[Your goal]
Reproduce verbatim the line where "Router::new()" occurs, along with all following lines down to the last line of the data.

[Material provided]
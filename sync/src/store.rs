//! Shared handle to the local store.

use nestlog_engine::LocalStore;
use std::sync::{Arc, Mutex, PoisonError};

/// The single local store, shared by the service, the record sync engine
/// and the batch controller.
///
/// Access goes through closures so the lock is never held across an
/// `.await`: store operations are synchronous and finish before any network
/// call begins.
#[derive(Clone)]
pub struct SharedStore {
    inner: Arc<Mutex<LocalStore>>,
}

impl SharedStore {
    pub fn new(store: LocalStore) -> Self {
        Self {
            inner: Arc::new(Mutex::new(store)),
        }
    }

    pub fn read<T>(&self, f: impl FnOnce(&LocalStore) -> T) -> T {
        let guard = self.inner.lock().unwrap_or_else(PoisonError::into_inner);
        f(&guard)
    }

    pub fn write<T>(&self, f: impl FnOnce(&mut LocalStore) -> T) -> T {
        let mut guard = self.inner.lock().unwrap_or_else(PoisonError::into_inner);
        f(&mut guard)
    }
}

impl std::fmt::Debug for SharedStore {
    fn fmt(&self, f: &mut std::fmt::Formatter<'_>) -> std::fmt::Result {
        self.read(|store| f.debug_tuple("SharedStore").field(store).finish())
    }
}
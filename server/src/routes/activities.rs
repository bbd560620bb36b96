//! Activity endpoint routes.

use axum::{
    extract::{Path, Query, State},
    http::StatusCode,
    routing::get,
    Json, Router,
};
use nestlog_engine::wire::{ActivityPage, CreateActivityRequest, RemoteActivity, UpdateActivityRequest};

use crate::error::Result;
use crate::handlers::{handle_create, handle_delete, handle_get, handle_list, handle_update, ListQuery};
use crate::AppState;

/// Create activity routes.
pub fn routes() -> Router<AppState> {
    Router::new()
        .route("/activities", get(list_handler).post(create_handler))
        .route(
            "/activities/{id}",
            get(get_handler).patch(update_handler).delete(delete_handler),
        )
}

/// POST /activities - 201 for a new row, 200 when the client id is known.
async fn create_handler(
    State(state): State<AppState>,
    Json(request): Json<CreateActivityRequest>,
) -> Result<(StatusCode, Json<RemoteActivity>)> {
    let (activity, created) = handle_create(&state.store, request)?;
    let status = if created { StatusCode::CREATED } else { StatusCode::OK };
    Ok((status, Json(activity)))
}

/// PATCH /activities/{id}
async fn update_handler(
    State(state): State<AppState>,
    Path(id): Path<String>,
    Json(request): Json<UpdateActivityRequest>,
) -> Result<Json<RemoteActivity>> {
    let now = chrono::Utc::now().timestamp_millis().max(0) as u64;
    let activity = handle_update(&state.store, &id, request, now)?;
    Ok(Json(activity))
}

/// GET /activities?owner=&page=&limit=
async fn list_handler(
    State(state): State<AppState>,
    Query(query): Query<ListQuery>,
) -> Result<Json<ActivityPage>> {
    let page = handle_list(&state.store, query, state.config.max_page_size)?;
    Ok(Json(page))
}

/// GET /activities/{id}
async fn get_handler(
    State(state): State<AppState>,
    Path(id): Path<String>,
) -> Result<Json<RemoteActivity>> {
    Ok(Json(handle_get(&state.store, &id)?))
}

/// DELETE /activities/{id}
async fn delete_handler(
    State(state): State<AppState>,
    Path(id): Path<String>,
) -> Result<StatusCode> {
    handle_delete(&state.store, &id)?;
    Ok(StatusCode::NO_CONTENT)
}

[Your solution]
    Router::new()
        .route("/activities", get(list_handler).post(create_handler))
        .route(
            "/activities/{id}",
            get(get_handler).patch(update_handler).delete(delete_handler),
        )
}

/// POST /activities - 201 for a new row, 200 when the client id is known.
async fn create_handler(
    State(state): State<AppState>,
    Json(request): Json<CreateActivityRequest>,
) -> Result<(StatusCode, Json<RemoteActivity>)> {
    let (activity, created) = handle_create(&state.store, request)?;
    let status = if created { StatusCode::CREATED } else { StatusCode::OK };
    Ok((status, Json(activity)))
}

/// PATCH /activities/{id}
async fn update_handler(
    State(state): State<AppState>,
    Path(id): Path<String>,
    Json(request): Json<UpdateActivityRequest>,
) -> Result<Json<RemoteActivity>> {
    let now = chrono::Utc::now().timestamp_millis().max(0) as u64;
    let activity = handle_update(&state.store, &id, request, now)?;
    Ok(Json(activity))
}

/// GET /activities?owner=&page=&limit=
async fn list_handler(
    State(state): State<AppState>,
    Query(query): Query<ListQuery>,
) -> Result<Json<ActivityPage>> {
    let page = handle_list(&state.store, query, state.config.max_page_size)?;
    Ok(Json(page))
}

/// GET /activities/{id}
async fn get_handler(
    State(state): State<AppState>,
    Path(id): Path<String>,
) -> Result<Json<RemoteActivity>> {
    Ok(Json(handle_get(&state.store, &id)?))
}

/// DELETE /activities/{id}
async fn delete_handler(
    State(state): State<AppState>,
    Path(id): Path<String>,
) -> Result<StatusCode> {
    handle_delete(&state.store, &id)?;
    Ok(StatusCode::NO_CONTENT)
}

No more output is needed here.